Work instruction: Go line by line through the data below and count those that hold "problem". Return only the number.

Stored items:
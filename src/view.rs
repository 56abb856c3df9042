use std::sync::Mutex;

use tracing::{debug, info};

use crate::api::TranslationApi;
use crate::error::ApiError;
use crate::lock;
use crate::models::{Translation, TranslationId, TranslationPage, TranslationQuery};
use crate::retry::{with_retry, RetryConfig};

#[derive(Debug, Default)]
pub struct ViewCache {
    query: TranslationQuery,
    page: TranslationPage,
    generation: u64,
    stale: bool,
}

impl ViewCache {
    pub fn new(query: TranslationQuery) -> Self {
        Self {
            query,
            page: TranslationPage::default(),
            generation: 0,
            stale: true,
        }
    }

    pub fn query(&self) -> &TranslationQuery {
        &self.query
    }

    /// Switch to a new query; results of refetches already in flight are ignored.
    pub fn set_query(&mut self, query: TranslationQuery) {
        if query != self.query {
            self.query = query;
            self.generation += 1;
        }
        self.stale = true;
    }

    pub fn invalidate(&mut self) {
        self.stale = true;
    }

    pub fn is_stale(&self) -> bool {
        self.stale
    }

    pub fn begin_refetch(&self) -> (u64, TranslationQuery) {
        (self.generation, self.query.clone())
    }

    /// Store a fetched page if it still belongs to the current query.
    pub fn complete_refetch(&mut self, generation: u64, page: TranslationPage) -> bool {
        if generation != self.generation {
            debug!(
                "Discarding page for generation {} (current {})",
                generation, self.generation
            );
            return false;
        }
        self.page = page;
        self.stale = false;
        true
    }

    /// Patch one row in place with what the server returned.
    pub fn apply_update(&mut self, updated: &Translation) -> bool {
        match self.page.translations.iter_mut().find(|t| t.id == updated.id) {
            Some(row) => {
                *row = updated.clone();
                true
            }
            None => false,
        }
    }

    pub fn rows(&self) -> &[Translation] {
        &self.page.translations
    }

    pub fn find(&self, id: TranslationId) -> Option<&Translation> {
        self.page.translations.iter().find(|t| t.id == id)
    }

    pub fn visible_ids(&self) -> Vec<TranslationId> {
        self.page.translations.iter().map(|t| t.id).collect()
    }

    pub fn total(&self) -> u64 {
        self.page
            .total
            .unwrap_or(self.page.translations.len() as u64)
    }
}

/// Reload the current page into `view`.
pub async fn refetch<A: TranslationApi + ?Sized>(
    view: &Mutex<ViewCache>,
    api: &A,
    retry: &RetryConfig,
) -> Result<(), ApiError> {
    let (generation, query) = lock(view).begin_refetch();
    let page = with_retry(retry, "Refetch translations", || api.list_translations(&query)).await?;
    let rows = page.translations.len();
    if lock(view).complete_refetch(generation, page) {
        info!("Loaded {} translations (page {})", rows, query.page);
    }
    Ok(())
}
* * *
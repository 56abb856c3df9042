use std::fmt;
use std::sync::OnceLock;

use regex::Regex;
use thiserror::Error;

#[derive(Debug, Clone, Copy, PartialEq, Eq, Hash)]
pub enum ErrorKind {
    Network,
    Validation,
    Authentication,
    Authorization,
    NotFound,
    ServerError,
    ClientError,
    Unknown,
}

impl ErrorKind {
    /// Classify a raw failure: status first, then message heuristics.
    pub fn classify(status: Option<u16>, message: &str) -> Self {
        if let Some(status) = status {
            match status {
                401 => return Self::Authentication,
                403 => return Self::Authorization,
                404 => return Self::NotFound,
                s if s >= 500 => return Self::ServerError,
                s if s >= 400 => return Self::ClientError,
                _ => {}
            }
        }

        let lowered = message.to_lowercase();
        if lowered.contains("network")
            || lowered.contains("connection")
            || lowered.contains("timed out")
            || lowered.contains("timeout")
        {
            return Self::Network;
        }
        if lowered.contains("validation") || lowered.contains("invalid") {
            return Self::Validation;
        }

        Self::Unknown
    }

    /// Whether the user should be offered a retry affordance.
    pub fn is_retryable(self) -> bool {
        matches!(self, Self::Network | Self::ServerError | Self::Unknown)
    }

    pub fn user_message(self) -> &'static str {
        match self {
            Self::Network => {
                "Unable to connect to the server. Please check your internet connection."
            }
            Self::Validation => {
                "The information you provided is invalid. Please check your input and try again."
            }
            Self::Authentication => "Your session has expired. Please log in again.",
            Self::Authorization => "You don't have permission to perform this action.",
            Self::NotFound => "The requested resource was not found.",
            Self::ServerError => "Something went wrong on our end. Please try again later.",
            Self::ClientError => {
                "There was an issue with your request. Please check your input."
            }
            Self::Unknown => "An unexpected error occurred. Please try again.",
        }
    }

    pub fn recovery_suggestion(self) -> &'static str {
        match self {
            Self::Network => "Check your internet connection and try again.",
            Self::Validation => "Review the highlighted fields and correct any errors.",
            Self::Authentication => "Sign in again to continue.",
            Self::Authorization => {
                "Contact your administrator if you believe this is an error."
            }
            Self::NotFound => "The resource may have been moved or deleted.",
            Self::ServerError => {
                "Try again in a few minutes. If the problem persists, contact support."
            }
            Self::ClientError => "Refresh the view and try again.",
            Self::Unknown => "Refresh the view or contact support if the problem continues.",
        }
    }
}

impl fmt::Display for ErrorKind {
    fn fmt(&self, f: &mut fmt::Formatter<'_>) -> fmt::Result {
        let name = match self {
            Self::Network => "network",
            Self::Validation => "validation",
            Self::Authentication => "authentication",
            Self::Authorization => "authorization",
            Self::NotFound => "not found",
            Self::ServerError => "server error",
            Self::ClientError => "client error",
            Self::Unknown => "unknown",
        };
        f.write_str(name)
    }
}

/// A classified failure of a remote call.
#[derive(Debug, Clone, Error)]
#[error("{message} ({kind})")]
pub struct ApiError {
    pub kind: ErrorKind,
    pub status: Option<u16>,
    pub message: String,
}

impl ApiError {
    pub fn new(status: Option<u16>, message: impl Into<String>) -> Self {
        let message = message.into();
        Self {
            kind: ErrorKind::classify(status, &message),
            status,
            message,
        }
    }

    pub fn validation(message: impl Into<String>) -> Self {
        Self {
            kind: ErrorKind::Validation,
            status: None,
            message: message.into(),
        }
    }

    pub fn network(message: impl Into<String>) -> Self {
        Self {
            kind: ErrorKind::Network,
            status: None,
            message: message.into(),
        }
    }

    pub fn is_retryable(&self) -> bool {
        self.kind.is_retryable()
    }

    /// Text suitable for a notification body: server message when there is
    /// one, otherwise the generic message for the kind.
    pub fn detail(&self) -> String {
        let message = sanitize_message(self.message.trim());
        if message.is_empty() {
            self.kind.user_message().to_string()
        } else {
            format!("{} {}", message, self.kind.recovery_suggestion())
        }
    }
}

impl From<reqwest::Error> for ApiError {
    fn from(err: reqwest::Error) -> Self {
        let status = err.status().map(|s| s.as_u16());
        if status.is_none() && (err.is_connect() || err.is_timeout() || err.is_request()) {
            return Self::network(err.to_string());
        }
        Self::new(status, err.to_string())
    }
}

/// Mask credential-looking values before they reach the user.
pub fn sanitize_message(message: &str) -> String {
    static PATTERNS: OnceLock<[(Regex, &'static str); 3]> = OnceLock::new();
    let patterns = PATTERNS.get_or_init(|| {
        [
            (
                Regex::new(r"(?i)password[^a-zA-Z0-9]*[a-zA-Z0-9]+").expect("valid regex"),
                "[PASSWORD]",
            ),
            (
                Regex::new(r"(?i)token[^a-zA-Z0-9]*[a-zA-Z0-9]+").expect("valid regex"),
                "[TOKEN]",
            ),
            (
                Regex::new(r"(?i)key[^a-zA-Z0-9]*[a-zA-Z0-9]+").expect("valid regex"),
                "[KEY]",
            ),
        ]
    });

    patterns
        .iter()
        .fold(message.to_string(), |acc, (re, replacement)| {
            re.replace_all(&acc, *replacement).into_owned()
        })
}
---
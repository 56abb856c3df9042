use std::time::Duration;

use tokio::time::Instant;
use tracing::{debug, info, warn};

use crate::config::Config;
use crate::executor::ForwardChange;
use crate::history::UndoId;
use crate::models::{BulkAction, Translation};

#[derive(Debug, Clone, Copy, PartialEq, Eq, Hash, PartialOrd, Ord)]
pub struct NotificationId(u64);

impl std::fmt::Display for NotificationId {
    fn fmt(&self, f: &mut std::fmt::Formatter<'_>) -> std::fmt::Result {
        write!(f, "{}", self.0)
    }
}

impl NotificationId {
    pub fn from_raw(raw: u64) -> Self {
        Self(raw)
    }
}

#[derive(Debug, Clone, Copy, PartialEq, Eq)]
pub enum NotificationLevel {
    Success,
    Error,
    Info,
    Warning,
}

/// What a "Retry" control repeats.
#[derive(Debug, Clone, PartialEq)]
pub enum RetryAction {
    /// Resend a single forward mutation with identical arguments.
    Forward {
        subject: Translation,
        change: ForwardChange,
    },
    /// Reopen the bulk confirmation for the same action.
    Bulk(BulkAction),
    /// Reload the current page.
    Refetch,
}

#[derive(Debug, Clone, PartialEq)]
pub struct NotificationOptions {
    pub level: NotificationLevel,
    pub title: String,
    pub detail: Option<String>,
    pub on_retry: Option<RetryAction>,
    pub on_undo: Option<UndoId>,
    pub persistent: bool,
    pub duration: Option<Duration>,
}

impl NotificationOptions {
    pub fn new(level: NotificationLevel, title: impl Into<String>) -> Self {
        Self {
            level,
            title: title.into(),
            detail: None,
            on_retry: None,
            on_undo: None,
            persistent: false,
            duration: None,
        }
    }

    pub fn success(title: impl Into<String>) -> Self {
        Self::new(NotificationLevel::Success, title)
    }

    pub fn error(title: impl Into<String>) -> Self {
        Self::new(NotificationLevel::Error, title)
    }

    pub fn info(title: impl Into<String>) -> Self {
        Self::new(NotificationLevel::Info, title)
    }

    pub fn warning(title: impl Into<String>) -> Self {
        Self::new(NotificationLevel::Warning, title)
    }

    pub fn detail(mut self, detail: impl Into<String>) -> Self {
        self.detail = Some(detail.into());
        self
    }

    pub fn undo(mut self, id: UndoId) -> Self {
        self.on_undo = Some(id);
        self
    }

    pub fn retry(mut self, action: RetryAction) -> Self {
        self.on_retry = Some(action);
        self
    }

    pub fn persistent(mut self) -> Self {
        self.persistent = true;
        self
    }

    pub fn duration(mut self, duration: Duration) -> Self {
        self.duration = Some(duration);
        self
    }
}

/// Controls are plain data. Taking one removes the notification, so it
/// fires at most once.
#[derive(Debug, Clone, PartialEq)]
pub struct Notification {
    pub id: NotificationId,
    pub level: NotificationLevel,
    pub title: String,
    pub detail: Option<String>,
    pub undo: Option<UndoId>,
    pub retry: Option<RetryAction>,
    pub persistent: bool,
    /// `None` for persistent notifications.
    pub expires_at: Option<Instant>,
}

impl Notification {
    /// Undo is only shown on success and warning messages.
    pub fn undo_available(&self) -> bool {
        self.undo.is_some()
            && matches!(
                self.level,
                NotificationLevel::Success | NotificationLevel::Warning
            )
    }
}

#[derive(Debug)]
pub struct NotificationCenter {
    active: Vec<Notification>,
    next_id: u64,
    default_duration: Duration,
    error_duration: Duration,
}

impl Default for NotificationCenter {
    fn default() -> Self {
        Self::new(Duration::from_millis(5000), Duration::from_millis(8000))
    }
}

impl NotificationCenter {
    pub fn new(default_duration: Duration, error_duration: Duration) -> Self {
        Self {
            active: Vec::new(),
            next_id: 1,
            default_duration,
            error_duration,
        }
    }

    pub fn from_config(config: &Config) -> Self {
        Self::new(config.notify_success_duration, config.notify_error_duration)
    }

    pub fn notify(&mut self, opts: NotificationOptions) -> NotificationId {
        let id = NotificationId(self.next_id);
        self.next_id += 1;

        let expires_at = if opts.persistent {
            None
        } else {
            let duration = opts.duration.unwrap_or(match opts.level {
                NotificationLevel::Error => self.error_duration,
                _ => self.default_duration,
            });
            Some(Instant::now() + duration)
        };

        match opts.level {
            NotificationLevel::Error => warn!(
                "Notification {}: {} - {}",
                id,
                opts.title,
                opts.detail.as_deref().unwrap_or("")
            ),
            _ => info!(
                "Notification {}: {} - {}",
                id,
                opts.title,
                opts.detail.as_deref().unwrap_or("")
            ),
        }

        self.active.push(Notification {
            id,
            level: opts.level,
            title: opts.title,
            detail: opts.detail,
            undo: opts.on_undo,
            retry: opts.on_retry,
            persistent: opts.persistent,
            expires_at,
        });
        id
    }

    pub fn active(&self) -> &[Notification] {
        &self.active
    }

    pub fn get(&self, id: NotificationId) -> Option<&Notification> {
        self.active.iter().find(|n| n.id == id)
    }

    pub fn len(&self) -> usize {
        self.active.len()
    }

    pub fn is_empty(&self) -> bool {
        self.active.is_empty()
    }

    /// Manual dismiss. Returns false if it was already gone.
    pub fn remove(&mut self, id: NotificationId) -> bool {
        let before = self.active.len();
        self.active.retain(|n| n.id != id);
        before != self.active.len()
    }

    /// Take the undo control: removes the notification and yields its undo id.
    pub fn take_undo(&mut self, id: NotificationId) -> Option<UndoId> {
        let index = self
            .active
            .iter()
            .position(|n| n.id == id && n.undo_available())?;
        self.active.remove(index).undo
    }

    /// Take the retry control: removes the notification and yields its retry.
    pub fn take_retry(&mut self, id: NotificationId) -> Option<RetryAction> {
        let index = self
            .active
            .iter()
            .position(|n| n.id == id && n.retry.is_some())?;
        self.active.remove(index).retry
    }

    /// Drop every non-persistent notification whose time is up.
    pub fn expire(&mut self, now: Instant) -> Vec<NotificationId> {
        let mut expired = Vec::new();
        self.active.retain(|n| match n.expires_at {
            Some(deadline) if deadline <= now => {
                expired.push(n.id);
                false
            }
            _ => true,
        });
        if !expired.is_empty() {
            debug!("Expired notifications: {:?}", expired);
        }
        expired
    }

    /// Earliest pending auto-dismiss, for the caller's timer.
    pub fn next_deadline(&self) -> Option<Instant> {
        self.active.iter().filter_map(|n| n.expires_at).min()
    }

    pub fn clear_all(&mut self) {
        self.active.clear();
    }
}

Exercise response: 2